▶ _Task requirements_
In the entries below, which lines run from the one containing "parsed or written" to the one containing "pub type CatalogResult<T>"? Copy exactly those lines, ends included, and no others.

(Given entries begins)

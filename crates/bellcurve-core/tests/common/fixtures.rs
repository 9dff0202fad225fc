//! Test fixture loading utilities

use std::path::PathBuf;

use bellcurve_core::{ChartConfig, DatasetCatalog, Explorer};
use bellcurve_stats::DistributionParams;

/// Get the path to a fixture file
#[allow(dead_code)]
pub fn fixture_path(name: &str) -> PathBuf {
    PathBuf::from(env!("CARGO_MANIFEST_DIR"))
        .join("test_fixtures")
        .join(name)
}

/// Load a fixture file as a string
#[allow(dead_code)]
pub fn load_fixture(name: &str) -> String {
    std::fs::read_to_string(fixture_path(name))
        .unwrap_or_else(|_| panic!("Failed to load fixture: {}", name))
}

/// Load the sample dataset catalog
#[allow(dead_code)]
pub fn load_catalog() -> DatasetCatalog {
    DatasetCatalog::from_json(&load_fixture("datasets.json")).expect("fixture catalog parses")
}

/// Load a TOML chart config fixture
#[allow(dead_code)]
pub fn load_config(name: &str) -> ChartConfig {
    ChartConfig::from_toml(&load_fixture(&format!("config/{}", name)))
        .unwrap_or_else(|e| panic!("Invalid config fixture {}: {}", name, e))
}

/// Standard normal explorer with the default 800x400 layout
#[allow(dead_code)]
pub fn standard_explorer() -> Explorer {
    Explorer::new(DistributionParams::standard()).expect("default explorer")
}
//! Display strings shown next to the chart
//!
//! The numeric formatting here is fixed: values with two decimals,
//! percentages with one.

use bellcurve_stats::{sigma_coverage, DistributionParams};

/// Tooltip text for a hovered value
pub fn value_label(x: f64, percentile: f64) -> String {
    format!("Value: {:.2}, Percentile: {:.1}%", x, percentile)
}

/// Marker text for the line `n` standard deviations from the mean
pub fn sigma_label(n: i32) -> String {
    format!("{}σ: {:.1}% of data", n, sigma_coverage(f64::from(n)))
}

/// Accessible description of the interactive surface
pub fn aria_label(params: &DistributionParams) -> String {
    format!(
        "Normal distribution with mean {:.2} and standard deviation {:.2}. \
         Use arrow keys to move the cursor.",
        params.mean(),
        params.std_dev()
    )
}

(Given entries ends)
(Given entries begins)

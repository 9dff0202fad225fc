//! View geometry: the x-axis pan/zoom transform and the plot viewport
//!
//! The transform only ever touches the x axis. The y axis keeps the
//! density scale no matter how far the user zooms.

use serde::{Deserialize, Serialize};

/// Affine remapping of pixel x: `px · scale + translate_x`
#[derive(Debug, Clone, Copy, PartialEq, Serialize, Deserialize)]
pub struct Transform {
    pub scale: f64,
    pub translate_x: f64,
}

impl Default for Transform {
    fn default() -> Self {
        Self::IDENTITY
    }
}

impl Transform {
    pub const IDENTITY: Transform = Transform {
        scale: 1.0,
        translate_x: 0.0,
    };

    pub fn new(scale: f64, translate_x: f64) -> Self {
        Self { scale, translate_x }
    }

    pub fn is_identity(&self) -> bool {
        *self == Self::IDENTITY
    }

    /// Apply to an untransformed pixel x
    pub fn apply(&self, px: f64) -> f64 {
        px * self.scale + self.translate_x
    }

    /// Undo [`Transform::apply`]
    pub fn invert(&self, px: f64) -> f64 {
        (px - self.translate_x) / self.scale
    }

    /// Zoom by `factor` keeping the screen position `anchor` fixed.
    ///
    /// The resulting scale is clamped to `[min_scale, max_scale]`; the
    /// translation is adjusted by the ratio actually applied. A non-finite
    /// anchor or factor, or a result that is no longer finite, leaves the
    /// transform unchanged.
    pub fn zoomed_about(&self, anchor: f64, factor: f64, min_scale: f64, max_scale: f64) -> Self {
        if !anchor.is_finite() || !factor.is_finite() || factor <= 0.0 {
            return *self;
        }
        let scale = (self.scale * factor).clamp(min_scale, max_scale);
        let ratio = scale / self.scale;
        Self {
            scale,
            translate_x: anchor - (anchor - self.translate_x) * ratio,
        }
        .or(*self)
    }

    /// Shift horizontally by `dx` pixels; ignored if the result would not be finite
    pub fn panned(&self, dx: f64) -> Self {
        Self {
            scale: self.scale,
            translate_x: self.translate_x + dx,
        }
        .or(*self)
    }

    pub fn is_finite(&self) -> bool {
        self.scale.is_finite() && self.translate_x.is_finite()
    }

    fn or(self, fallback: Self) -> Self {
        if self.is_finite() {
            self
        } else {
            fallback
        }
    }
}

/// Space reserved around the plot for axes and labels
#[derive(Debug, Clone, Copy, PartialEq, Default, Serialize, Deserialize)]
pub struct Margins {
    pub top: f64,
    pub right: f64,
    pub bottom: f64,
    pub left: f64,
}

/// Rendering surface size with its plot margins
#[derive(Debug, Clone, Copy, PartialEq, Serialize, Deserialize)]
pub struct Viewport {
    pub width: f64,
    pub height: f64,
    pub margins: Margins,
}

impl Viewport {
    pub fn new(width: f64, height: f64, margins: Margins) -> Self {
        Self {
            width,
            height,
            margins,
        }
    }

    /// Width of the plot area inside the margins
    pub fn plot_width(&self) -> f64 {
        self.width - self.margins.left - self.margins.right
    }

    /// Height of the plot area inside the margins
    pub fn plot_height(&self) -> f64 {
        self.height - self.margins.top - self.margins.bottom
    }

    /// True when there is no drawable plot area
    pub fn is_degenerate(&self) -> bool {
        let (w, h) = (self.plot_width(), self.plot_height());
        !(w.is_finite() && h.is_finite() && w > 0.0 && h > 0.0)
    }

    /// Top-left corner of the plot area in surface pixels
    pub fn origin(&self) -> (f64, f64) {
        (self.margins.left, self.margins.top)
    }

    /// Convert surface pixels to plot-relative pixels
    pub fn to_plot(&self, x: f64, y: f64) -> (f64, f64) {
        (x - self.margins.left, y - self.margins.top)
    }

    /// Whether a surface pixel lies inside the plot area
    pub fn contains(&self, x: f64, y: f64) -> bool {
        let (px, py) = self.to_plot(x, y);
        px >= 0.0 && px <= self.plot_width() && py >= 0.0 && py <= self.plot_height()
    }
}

(Given entries ends)
(Given entries begins)

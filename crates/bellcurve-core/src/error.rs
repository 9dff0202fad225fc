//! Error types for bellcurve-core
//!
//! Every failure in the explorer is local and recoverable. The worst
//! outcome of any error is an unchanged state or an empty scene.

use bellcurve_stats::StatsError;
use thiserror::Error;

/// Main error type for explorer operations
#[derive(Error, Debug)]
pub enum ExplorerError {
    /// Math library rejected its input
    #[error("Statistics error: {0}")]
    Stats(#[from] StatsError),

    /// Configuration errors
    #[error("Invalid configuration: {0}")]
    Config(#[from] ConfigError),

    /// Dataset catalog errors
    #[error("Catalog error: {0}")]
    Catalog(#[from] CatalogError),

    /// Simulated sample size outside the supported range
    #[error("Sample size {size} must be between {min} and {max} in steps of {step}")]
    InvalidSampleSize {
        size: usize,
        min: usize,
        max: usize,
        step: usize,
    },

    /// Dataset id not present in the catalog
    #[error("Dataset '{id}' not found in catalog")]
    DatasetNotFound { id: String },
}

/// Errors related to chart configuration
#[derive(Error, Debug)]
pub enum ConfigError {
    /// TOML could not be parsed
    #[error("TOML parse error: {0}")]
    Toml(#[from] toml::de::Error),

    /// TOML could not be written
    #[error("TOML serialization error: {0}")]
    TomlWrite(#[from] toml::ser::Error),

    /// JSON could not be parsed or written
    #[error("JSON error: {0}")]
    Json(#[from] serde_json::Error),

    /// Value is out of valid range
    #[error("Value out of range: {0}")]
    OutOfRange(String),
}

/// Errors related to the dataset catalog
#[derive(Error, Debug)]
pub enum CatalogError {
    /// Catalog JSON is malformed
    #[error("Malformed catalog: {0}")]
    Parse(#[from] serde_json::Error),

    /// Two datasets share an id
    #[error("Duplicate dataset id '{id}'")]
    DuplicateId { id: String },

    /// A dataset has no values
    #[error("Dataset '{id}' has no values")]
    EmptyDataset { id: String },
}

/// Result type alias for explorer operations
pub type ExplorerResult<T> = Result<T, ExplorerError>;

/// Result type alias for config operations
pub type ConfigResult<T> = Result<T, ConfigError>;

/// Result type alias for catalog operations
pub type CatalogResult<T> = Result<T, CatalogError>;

(Given entries ends)

▶ _Your response_
    /// JSON could not be parsed or written
    #[error("JSON error: {0}")]
    Json(#[from] serde_json::Error),

    /// Value is out of valid range
    #[error("Value out of range: {0}")]
    OutOfRange(String),
}

/// Errors related to the dataset catalog
#[derive(Error, Debug)]
pub enum CatalogError {
    /// Catalog JSON is malformed
    #[error("Malformed catalog: {0}")]
    Parse(#[from] serde_json::Error),

    /// Two datasets share an id
    #[error("Duplicate dataset id '{id}'")]
    DuplicateId { id: String },

    /// A dataset has no values
    #[error("Dataset '{id}' has no values")]
    EmptyDataset { id: String },
}

/// Result type alias for explorer operations
pub type ExplorerResult<T> = Result<T, ExplorerError>;

/// Result type alias for config operations
pub type ConfigResult<T> = Result<T, ConfigError>;

/// Result type alias for catalog operations
pub type CatalogResult<T> = Result<T, CatalogError>;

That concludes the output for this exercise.